- _Required work_
Your task is to print all of the data word for word.

[Collected data entries]
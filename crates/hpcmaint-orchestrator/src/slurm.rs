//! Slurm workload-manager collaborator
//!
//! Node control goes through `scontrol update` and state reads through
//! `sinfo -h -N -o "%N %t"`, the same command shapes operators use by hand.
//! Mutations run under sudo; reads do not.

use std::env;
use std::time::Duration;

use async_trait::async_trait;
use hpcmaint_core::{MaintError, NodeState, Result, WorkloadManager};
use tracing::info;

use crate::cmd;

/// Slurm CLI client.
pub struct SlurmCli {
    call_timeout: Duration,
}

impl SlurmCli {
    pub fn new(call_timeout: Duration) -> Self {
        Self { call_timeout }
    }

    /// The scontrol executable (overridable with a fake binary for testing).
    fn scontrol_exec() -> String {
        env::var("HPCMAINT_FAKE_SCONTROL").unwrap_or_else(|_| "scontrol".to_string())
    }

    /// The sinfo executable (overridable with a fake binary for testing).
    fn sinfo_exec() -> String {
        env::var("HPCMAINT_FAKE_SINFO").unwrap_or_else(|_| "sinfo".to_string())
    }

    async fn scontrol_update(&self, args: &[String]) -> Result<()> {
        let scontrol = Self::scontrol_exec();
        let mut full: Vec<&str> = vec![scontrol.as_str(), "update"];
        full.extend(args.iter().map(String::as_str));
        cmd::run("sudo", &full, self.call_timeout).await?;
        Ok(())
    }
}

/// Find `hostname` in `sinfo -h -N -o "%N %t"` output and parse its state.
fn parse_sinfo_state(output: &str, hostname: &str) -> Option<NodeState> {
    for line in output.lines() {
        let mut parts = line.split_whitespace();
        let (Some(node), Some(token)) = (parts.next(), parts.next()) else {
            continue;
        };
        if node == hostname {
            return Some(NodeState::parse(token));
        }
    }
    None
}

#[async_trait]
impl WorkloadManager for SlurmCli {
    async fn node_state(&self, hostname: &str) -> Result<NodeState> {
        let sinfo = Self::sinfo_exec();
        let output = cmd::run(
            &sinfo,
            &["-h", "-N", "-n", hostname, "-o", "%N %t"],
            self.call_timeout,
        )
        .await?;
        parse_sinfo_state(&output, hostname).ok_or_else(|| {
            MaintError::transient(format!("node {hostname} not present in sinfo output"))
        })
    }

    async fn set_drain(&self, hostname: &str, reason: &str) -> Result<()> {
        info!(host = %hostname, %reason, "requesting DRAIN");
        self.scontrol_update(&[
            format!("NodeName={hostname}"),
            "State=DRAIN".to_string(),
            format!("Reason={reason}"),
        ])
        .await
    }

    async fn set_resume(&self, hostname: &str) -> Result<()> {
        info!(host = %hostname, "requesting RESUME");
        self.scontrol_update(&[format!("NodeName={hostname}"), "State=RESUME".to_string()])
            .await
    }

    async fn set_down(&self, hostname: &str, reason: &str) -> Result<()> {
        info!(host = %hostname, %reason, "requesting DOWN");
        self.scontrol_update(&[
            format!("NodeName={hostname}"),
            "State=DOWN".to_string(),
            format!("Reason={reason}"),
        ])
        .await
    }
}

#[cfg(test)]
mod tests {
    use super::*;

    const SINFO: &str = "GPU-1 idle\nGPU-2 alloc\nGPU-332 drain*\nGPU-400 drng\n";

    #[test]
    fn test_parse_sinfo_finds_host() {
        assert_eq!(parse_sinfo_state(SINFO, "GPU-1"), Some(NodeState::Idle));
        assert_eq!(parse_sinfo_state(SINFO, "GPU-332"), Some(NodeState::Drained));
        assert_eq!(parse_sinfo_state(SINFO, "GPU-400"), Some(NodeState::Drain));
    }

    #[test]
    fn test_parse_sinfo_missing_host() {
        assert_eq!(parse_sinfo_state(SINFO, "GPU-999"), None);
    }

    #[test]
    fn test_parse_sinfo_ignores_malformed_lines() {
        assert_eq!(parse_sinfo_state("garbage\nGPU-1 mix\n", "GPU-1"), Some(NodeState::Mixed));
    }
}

- _Answer for this exercise_
filename crates/hpcmaint-orchestrator/src/slurm.rs
//! Slurm workload-manager collaborator
//!
//! Node control goes through `scontrol update` and state reads through
//! `sinfo -h -N -o "%N %t"`, the same command shapes operators use by hand.
//! Mutations run under sudo; reads do not.

use std::env;
use std::time::Duration;

use async_trait::async_trait;
use hpcmaint_core::{MaintError, NodeState, Result, WorkloadManager};
use tracing::info;

use crate::cmd;

/// Slurm CLI client.
pub struct SlurmCli {
    call_timeout: Duration,
}

impl SlurmCli {
    pub fn new(call_timeout: Duration) -> Self {
        Self { call_timeout }
    }

    /// The scontrol executable (overridable with a fake binary for testing).
    fn scontrol_exec() -> String {
        env::var("HPCMAINT_FAKE_SCONTROL").unwrap_or_else(|_| "scontrol".to_string())
    }

    /// The sinfo executable (overridable with a fake binary for testing).
    fn sinfo_exec() -> String {
        env::var("HPCMAINT_FAKE_SINFO").unwrap_or_else(|_| "sinfo".to_string())
    }

    async fn scontrol_update(&self, args: &[String]) -> Result<()> {
        let scontrol = Self::scontrol_exec();
        let mut full: Vec<&str> = vec![scontrol.as_str(), "update"];
        full.extend(args.iter().map(String::as_str));
        cmd::run("sudo", &full, self.call_timeout).await?;
        Ok(())
    }
}

/// Find `hostname` in `sinfo -h -N -o "%N %t"` output and parse its state.
fn parse_sinfo_state(output: &str, hostname: &str) -> Option<NodeState> {
    for line in output.lines() {
        let mut parts = line.split_whitespace();
        let (Some(node), Some(token)) = (parts.next(), parts.next()) else {
            continue;
        };
        if node == hostname {
            return Some(NodeState::parse(token));
        }
    }
    None
}

#[async_trait]
impl WorkloadManager for SlurmCli {
    async fn node_state(&self, hostname: &str) -> Result<NodeState> {
        let sinfo = Self::sinfo_exec();
        let output = cmd::run(
            &sinfo,
            &["-h", "-N", "-n", hostname, "-o", "%N %t"],
            self.call_timeout,
        )
        .await?;
        parse_sinfo_state(&output, hostname).ok_or_else(|| {
            MaintError::transient(format!("node {hostname} not present in sinfo output"))
        })
    }

    async fn set_drain(&self, hostname: &str, reason: &str) -> Result<()> {
        info!(host = %hostname, %reason, "requesting DRAIN");
        self.scontrol_update(&[
            format!("NodeName={hostname}"),
            "State=DRAIN".to_string(),
            format!("Reason={reason}"),
        ])
        .await
    }

    async fn set_resume(&self, hostname: &str) -> Result<()> {
        info!(host = %hostname, "requesting RESUME");
        self.scontrol_update(&[format!("NodeName={hostname}"), "State=RESUME".to_string()])
            .await
    }

    async fn set_down(&self, hostname: &str, reason: &str) -> Result<()> {
        info!(host = %hostname, %reason, "requesting DOWN");
        self.scontrol_update(&[
            format!("NodeName={hostname}"),
            "State=DOWN".to_string(),
            format!("Reason={reason}"),
        ])
        .await
    }
}

#[cfg(test)]
mod tests {
    use super::*;

    const SINFO: &str = "GPU-1 idle\nGPU-2 alloc\nGPU-332 drain*\nGPU-400 drng\n";

    #[test]
    fn test_parse_sinfo_finds_host() {
        assert_eq!(parse_sinfo_state(SINFO, "GPU-1"), Some(NodeState::Idle));
        assert_eq!(parse_sinfo_state(SINFO, "GPU-332"), Some(NodeState::Drained));
        assert_eq!(parse_sinfo_state(SINFO, "GPU-400"), Some(NodeState::Drain));
    }

    #[test]
    fn test_parse_sinfo_missing_host() {
        assert_eq!(parse_sinfo_state(SINFO, "GPU-999"), None);
    }

    #[test]
    fn test_parse_sinfo_ignores_malformed_lines() {
        assert_eq!(parse_sinfo_state("garbage\nGPU-1 mix\n", "GPU-1"), Some(NodeState::Mixed));
    }
}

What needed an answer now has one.